The Early Modern Period saw the rise of witch hunts, colonization, and slavery.

Witch hunts happened in the medieval period. So did events like Spain casting all the Jews out of their Kingdom, and England doing the same in I believe the 1300s.

Colonization and slavery go as far back as Ancient Egypt if not even earlier than that. I mean, remember, the Jews were Egyptian slaves.

The Roman Empire were colonizers and slavers, as were the Ancient Greeks.

The African Nations and Europeans of the early Modern Period did not create slavery, they just continued it and made it worse and made it even more perverse. And you really only start to see African Americans as going from indentured servants (which were a class that even their fellow whites of lower economic standing could find themselves in) who had a chance of freedom, to becoming true slaves, around the dawning of the Enlightenment era in the later 1600s and early 18th century.

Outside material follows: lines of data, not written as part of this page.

//! Management and performance fee trackers.
//!
//! Both are small state machines (`Uninitialized -> Accruing`) that compute a
//! value due when asked to settle against a supplied NAV. They hold only
//! their own minimal accrual state; entitlement bookkeeping lives in the fee
//! ledger, which is the sole caller of `settle`.

use serde::{Deserialize, Serialize};

use crate::errors::FundError;
use crate::fixed::{self, BPS_DENOMINATOR, PRECISION, SECONDS_PER_YEAR};

fn check_rate(rate_bps: u16) -> Result<(), FundError> {
    if rate_bps as u128 >= BPS_DENOMINATOR {
        return Err(FundError::ExceedsBound { rate_bps });
    }
    Ok(())
}

/// Continuous, time-prorated management fee.
///
/// `last_settled == 0` means uninitialized; accrual starts at the explicit
/// reset that stamps the settlement anchor.
#[derive(Debug, Clone, Serialize, Deserialize)]
pub struct ManagementFeeTracker {
    rate_bps: u16,
    last_settled: u64,
}

impl ManagementFeeTracker {
    pub fn new(rate_bps: u16) -> Result<Self, FundError> {
        check_rate(rate_bps)?;
        Ok(Self { rate_bps, last_settled: 0 })
    }

    pub fn rate_bps(&self) -> u16 {
        self.rate_bps
    }

    pub fn last_settled(&self) -> u64 {
        self.last_settled
    }

    pub fn is_initialized(&self) -> bool {
        self.last_settled != 0
    }

    /// Start (or re-anchor) accrual at `now`.
    pub fn reset_last_settled(&mut self, now: u64) -> Result<(), FundError> {
        if now == 0 {
            return Err(FundError::InvalidAmount("settlement anchor must be non-zero".into()));
        }
        self.last_settled = now;
        Ok(())
    }

    /// Rate changes apply only to time elapsed after the change; the caller
    /// settles outstanding accrual first.
    pub fn set_rate(&mut self, rate_bps: u16) -> Result<(), FundError> {
        check_rate(rate_bps)?;
        self.rate_bps = rate_bps;
        Ok(())
    }

    /// due = net_value * rate_bps * elapsed / (SECONDS_PER_YEAR * 10_000).
    ///
    /// Settlement always occurs: `last_settled` advances to `now` even when
    /// the value due is zero, which makes a same-timestamp second call yield
    /// exactly zero.
    pub fn settle(&mut self, net_value: i128, now: u64) -> Result<i128, FundError> {
        if !self.is_initialized() {
            return Err(FundError::NotInitialized);
        }
        let elapsed = now.saturating_sub(self.last_settled);
        let base = net_value.max(0) as u128;
        let due = fixed::mul3_div(
            base,
            self.rate_bps as u128,
            elapsed as u128,
            SECONDS_PER_YEAR as u128 * BPS_DENOMINATOR,
        )?;
        if due > i128::MAX as u128 {
            return Err(FundError::MathOverflow("management fee due"));
        }
        self.last_settled = now;
        Ok(due as i128)
    }
}

/// High-water-mark performance fee.
///
/// `high_water_mark == 0` means uninitialized; the explicit reset stamps the
/// per-unit price at which accrual should begin.
#[derive(Debug, Clone, Serialize, Deserialize)]
pub struct PerformanceFeeTracker {
    rate_bps: u16,
    high_water_mark: u128,
}

impl PerformanceFeeTracker {
    pub fn new(rate_bps: u16) -> Result<Self, FundError> {
        check_rate(rate_bps)?;
        Ok(Self { rate_bps, high_water_mark: 0 })
    }

    pub fn rate_bps(&self) -> u16 {
        self.rate_bps
    }

    pub fn high_water_mark(&self) -> u128 {
        self.high_water_mark
    }

    pub fn is_initialized(&self) -> bool {
        self.high_water_mark != 0
    }

    pub fn reset_high_water_mark(&mut self, mark: u128) -> Result<(), FundError> {
        if mark == 0 {
            return Err(FundError::InvalidAmount("high-water mark must be non-zero".into()));
        }
        self.high_water_mark = mark;
        Ok(())
    }

    pub fn set_rate(&mut self, rate_bps: u16) -> Result<(), FundError> {
        check_rate(rate_bps)?;
        self.rate_bps = rate_bps;
        Ok(())
    }

    /// Settle against `net_value` for `supply` outstanding units.
    ///
    /// With no units outstanding the mark resets to `default_price` and
    /// nothing is due; a stale mark must not block accrual once units are
    /// reissued. Otherwise the fee applies only to the value-per-share gain
    /// above the mark, and the mark advances to the new value-per-share.
    pub fn settle(
        &mut self,
        net_value: i128,
        supply: u128,
        default_price: u128,
    ) -> Result<i128, FundError> {
        if !self.is_initialized() {
            return Err(FundError::NotInitialized);
        }
        if supply == 0 {
            self.high_water_mark = default_price;
            return Ok(0);
        }
        let net = net_value.max(0) as u128;
        let value_per_share = fixed::mul_div(net, PRECISION, supply)?;
        if value_per_share <= self.high_water_mark {
            return Ok(0);
        }
        let gain_value =
            fixed::mul_div(value_per_share - self.high_water_mark, supply, PRECISION)?;
        let due = fixed::mul_div(gain_value, self.rate_bps as u128, BPS_DENOMINATOR)?;
        if due > i128::MAX as u128 {
            return Err(FundError::MathOverflow("performance fee due"));
        }
        self.high_water_mark = value_per_share;
        Ok(due as i128)
    }
}
//! Fixed-point arithmetic for the 18-decimal accounting precision.
//!
//! All value math multiplies before dividing, widened through `U256`, so the
//! only rounding the engine ever performs is the final integer truncation.

use ethers::types::U256;
use rust_decimal::prelude::{FromPrimitive, ToPrimitive};
use rust_decimal::Decimal;

use crate::errors::FundError;

/// Scale of the accounting currency and of ownership units.
pub const PRECISION: u128 = 1_000_000_000_000_000_000;

/// Decimal places behind [`PRECISION`].
pub const ACCOUNTING_DECIMALS: u32 = 18;

/// 100% expressed in basis points.
pub const BPS_DENOMINATOR: u128 = 10_000;

pub const SECONDS_PER_YEAR: u64 = 31_536_000;

pub fn pow10(exp: u32) -> Result<u128, FundError> {
    10u128.checked_pow(exp).ok_or(FundError::MathOverflow("pow10"))
}

/// floor(a * b / denom) with a 256-bit intermediate.
pub fn mul_div(a: u128, b: u128, denom: u128) -> Result<u128, FundError> {
    if denom == 0 {
        return Err(FundError::MathOverflow("mul_div: division by zero"));
    }
    let wide = U256::from(a) * U256::from(b);
    let out = wide / U256::from(denom);
    if out > U256::from(u128::MAX) {
        return Err(FundError::MathOverflow("mul_div: result exceeds 128 bits"));
    }
    Ok(out.as_u128())
}

/// floor(a * b * c / denom). The three-way product is checked in 256 bits.
pub fn mul3_div(a: u128, b: u128, c: u128, denom: u128) -> Result<u128, FundError> {
    if denom == 0 {
        return Err(FundError::MathOverflow("mul3_div: division by zero"));
    }
    let wide = (U256::from(a) * U256::from(b))
        .checked_mul(U256::from(c))
        .ok_or(FundError::MathOverflow("mul3_div: product exceeds 256 bits"))?;
    let out = wide / U256::from(denom);
    if out > U256::from(u128::MAX) {
        return Err(FundError::MathOverflow("mul3_div: result exceeds 128 bits"));
    }
    Ok(out.as_u128())
}

/// Signed mul_div, truncating toward zero like the unsigned variant.
pub fn mul_div_signed(a: i128, b: i128, denom: i128) -> Result<i128, FundError> {
    if denom == 0 {
        return Err(FundError::MathOverflow("mul_div_signed: division by zero"));
    }
    let negative = (a < 0) ^ (b < 0) ^ (denom < 0);
    let magnitude = mul_div(a.unsigned_abs(), b.unsigned_abs(), denom.unsigned_abs())?;
    if magnitude > i128::MAX as u128 {
        return Err(FundError::MathOverflow("mul_div_signed: result exceeds 127 bits"));
    }
    let out = magnitude as i128;
    Ok(if negative { -out } else { out })
}

/// Rescale an amount between decimal precisions. Scaling down truncates.
pub fn scale_amount(amount: u128, from_decimals: u32, to_decimals: u32) -> Result<u128, FundError> {
    if from_decimals == to_decimals {
        return Ok(amount);
    }
    if to_decimals > from_decimals {
        let factor = pow10(to_decimals - from_decimals)?;
        amount.checked_mul(factor).ok_or(FundError::MathOverflow("scale_amount"))
    } else {
        let factor = pow10(from_decimals - to_decimals)?;
        Ok(amount / factor)
    }
}

/// Internal fixed-point amount to a display decimal, for logs and clients.
pub fn to_display(amount: u128, decimals: u32) -> Option<Decimal> {
    let divisor = Decimal::from_u128(pow10(decimals).ok()?)?;
    let value = Decimal::from_u128(amount)?;
    Some(value / divisor)
}

/// Parse a display decimal back into an internal fixed-point amount.
///
/// Rejects values with more fractional digits than the target precision,
/// matching the input validation the client boundary performs.
pub fn from_display(amount: Decimal, decimals: u32) -> Result<u128, FundError> {
    if amount.is_sign_negative() {
        return Err(FundError::InvalidAmount(format!("{} is negative", amount)));
    }
    if amount.normalize().scale() > decimals {
        return Err(FundError::InvalidAmount(format!(
            "{} exceeds max precision {}",
            amount, decimals
        )));
    }
    let multiplier = Decimal::from_u128(pow10(decimals)?)
        .ok_or(FundError::MathOverflow("from_display: multiplier"))?;
    (amount * multiplier)
        .trunc()
        .to_u128()
        .ok_or(FundError::MathOverflow("from_display: amount"))
}

#[cfg(test)]
mod tests {
    use super::*;

    #[test]
    fn test_mul_div_wide_intermediate() {
        // 1.1e18 * 1e21 / 1e18 would overflow u128 in the intermediate
        let price = 1_100_000_000_000_000_000u128;
        let supply = 1_000_000_000_000_000_000_000u128;
        let value = mul_div(price, supply, PRECISION).unwrap();
        assert_eq!(value, 1_100_000_000_000_000_000_000);
    }

    #[test]
    fn test_mul_div_truncates() {
        assert_eq!(mul_div(10, 1, 3).unwrap(), 3);
        assert_eq!(mul_div(0, 5, 3).unwrap(), 0);
    }

    #[test]
    fn test_mul_div_zero_denominator() {
        assert!(matches!(mul_div(1, 1, 0), Err(FundError::MathOverflow(_))));
    }

    #[test]
    fn test_mul_div_result_overflow() {
        assert!(mul_div(u128::MAX, u128::MAX, 1).is_err());
    }

    #[test]
    fn test_mul_div_signed() {
        assert_eq!(mul_div_signed(-10, 4, 2).unwrap(), -20);
        assert_eq!(mul_div_signed(-10, -4, 2).unwrap(), 20);
        // truncation toward zero
        assert_eq!(mul_div_signed(-10, 1, 3).unwrap(), -3);
    }

    #[test]
    fn test_scale_amount() {
        // 6-decimal asset amount to 18-decimal accounting precision
        assert_eq!(scale_amount(1_500_000, 6, 18).unwrap(), 1_500_000_000_000_000_000);
        // back down, truncating
        assert_eq!(scale_amount(1_500_000_000_000_000_999, 18, 6).unwrap(), 1_500_000);
        assert_eq!(scale_amount(42, 8, 8).unwrap(), 42);
    }

    #[test]
    fn test_display_round_trip() {
        let internal = 1_234_500_000_000_000_000u128; // 1.2345
        let display = to_display(internal, ACCOUNTING_DECIMALS).unwrap();
        assert_eq!(display.to_string(), "1.2345");
        assert_eq!(from_display(display, ACCOUNTING_DECIMALS).unwrap(), internal);
    }

    #[test]
    fn test_from_display_precision_limit() {
        let amount: Decimal = "1.2345".parse().unwrap();
        let result = from_display(amount, 3);
        assert!(matches!(result, Err(FundError::InvalidAmount(_))));
    }
}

Witch hunts were basically non-existent until the mid-15th century. They were by and large an Early Modern Era thing. (in Europe)

England expelled the Jews in 1290, but Spain did that exactly on the year that conventionally separates the Middle Ages and the Early Modern Period i.e. in 1492.

Slavery was not invented by people in the Early Modern Period, yes, but it must be said that slavery was not a thing in Western Europe in the High-to-Late Middle Ages.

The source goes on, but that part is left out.